Collected data entries:
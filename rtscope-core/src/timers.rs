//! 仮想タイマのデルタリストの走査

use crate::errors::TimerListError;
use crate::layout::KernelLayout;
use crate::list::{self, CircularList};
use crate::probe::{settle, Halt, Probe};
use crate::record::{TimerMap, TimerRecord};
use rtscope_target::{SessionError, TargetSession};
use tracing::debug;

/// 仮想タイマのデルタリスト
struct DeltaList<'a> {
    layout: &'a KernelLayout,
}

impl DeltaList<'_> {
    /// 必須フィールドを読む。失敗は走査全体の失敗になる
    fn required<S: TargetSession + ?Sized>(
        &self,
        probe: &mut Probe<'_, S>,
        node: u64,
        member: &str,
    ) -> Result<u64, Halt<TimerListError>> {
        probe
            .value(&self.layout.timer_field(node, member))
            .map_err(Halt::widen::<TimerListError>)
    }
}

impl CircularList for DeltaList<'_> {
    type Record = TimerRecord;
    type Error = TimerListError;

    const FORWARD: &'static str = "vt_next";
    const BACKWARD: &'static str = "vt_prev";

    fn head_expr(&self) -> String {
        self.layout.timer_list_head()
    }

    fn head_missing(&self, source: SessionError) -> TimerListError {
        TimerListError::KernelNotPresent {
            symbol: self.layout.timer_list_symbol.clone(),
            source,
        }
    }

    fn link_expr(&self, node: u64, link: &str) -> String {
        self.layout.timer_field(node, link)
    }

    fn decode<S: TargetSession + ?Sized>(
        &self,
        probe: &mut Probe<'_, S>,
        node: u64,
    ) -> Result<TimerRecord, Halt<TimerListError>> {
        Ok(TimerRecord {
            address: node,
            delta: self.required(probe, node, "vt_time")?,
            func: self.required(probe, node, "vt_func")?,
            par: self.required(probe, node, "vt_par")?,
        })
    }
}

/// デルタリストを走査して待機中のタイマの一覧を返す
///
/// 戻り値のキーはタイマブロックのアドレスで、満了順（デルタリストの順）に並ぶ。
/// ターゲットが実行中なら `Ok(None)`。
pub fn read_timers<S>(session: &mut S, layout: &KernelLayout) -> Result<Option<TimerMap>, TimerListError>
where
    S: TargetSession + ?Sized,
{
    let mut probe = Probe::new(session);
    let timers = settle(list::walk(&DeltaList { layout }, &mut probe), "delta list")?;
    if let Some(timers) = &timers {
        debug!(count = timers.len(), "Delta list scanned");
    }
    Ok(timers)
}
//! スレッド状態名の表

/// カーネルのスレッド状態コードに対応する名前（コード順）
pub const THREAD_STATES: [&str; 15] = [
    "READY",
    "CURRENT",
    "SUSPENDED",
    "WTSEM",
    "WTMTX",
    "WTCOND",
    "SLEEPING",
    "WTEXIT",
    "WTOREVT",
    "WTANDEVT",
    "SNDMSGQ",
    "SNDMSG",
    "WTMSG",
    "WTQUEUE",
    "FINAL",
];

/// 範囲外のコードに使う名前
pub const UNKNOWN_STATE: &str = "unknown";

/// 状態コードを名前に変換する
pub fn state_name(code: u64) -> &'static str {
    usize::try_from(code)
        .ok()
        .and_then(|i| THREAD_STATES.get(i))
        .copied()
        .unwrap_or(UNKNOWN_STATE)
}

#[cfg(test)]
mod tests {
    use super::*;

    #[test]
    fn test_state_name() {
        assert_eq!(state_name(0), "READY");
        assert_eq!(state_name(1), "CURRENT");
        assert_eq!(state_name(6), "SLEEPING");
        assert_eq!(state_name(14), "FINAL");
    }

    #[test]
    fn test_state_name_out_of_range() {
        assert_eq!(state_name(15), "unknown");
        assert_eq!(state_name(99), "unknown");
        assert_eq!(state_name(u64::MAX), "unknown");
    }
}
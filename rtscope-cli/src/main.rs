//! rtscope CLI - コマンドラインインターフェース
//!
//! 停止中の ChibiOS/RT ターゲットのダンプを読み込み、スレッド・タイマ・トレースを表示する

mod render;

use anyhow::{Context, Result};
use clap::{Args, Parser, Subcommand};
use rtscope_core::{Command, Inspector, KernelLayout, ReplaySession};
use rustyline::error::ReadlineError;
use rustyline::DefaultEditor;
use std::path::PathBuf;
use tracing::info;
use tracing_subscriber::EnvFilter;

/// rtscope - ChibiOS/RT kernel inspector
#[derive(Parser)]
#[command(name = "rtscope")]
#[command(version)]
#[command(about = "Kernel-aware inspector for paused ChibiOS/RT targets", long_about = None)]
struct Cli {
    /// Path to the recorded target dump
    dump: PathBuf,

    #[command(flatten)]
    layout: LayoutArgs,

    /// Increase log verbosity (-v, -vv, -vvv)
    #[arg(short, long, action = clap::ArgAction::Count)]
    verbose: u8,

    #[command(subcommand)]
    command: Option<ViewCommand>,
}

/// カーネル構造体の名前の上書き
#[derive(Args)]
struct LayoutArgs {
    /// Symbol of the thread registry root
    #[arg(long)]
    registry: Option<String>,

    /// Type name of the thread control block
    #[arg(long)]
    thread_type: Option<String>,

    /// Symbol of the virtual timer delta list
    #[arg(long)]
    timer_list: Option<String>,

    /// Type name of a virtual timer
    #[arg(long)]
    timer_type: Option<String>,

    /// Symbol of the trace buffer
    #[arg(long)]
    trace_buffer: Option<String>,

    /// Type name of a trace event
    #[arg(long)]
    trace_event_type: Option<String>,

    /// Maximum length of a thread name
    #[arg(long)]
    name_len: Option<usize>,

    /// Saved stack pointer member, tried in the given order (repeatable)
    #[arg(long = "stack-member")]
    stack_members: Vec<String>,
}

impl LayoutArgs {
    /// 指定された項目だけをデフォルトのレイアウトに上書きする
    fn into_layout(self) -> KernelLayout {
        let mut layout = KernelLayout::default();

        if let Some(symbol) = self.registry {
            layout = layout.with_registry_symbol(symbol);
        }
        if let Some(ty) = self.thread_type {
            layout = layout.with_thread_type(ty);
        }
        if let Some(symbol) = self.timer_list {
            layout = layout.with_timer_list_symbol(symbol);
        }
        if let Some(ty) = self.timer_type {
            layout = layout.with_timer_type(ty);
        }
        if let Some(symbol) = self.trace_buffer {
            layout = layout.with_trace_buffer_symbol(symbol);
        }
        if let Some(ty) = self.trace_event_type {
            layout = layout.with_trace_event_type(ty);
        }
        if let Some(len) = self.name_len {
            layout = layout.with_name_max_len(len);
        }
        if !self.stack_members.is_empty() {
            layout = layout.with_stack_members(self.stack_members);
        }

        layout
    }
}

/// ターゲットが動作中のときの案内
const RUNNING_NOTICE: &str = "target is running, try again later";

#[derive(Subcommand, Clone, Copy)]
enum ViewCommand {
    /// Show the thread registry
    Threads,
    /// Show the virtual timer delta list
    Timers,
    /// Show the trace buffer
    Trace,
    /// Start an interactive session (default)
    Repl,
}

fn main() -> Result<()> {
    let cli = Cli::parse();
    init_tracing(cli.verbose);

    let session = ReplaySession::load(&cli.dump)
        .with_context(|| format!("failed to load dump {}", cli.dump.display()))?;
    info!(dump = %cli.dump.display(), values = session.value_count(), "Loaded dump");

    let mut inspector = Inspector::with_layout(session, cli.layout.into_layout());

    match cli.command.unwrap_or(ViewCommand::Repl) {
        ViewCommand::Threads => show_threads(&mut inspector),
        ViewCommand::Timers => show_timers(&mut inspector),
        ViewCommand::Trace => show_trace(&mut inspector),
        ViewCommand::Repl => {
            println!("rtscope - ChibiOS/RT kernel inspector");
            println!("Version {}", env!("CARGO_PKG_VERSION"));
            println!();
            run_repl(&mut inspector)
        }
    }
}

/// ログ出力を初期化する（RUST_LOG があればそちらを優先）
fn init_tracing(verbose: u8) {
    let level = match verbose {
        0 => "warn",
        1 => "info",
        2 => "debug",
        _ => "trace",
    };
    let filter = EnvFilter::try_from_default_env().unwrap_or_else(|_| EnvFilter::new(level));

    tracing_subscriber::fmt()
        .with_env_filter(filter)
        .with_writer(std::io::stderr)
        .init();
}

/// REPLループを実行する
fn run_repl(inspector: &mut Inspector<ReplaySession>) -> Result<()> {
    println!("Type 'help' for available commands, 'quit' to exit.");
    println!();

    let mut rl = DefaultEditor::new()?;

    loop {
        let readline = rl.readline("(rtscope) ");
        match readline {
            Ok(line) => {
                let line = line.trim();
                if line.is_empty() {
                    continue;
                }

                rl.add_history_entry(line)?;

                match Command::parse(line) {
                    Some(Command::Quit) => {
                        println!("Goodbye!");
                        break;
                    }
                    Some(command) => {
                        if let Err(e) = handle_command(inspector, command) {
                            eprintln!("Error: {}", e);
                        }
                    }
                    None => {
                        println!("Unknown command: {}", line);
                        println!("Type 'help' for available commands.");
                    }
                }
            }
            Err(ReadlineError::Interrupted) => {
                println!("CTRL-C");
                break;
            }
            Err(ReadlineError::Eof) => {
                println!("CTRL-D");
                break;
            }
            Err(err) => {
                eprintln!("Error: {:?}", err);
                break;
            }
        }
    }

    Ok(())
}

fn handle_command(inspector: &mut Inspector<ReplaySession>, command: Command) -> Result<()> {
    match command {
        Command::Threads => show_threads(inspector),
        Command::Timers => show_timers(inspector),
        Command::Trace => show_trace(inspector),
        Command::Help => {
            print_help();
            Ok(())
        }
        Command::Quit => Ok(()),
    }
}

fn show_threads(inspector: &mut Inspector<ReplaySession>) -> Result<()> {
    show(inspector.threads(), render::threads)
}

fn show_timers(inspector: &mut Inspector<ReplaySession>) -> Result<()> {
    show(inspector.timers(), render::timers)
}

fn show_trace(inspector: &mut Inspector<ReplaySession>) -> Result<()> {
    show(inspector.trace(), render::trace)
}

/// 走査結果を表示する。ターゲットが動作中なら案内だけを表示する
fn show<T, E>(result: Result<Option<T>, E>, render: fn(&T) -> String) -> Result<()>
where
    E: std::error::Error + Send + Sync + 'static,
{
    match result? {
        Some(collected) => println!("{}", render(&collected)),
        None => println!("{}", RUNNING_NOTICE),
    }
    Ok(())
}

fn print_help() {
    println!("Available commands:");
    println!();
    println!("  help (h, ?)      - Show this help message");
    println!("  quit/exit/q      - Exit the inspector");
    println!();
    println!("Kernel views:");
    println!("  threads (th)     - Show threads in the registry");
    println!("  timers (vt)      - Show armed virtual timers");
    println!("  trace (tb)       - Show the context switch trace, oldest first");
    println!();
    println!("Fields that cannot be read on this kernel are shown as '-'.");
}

YOUR INSTRUCTIONS
Where does the word "display" appear in the records above? Return every line that holds it.

EXERCISE RESPONSE
        .with_context(|| format!("failed to load dump {}", cli.dump.display()))?;
    info!(dump = %cli.dump.display(), values = session.value_count(), "Loaded dump");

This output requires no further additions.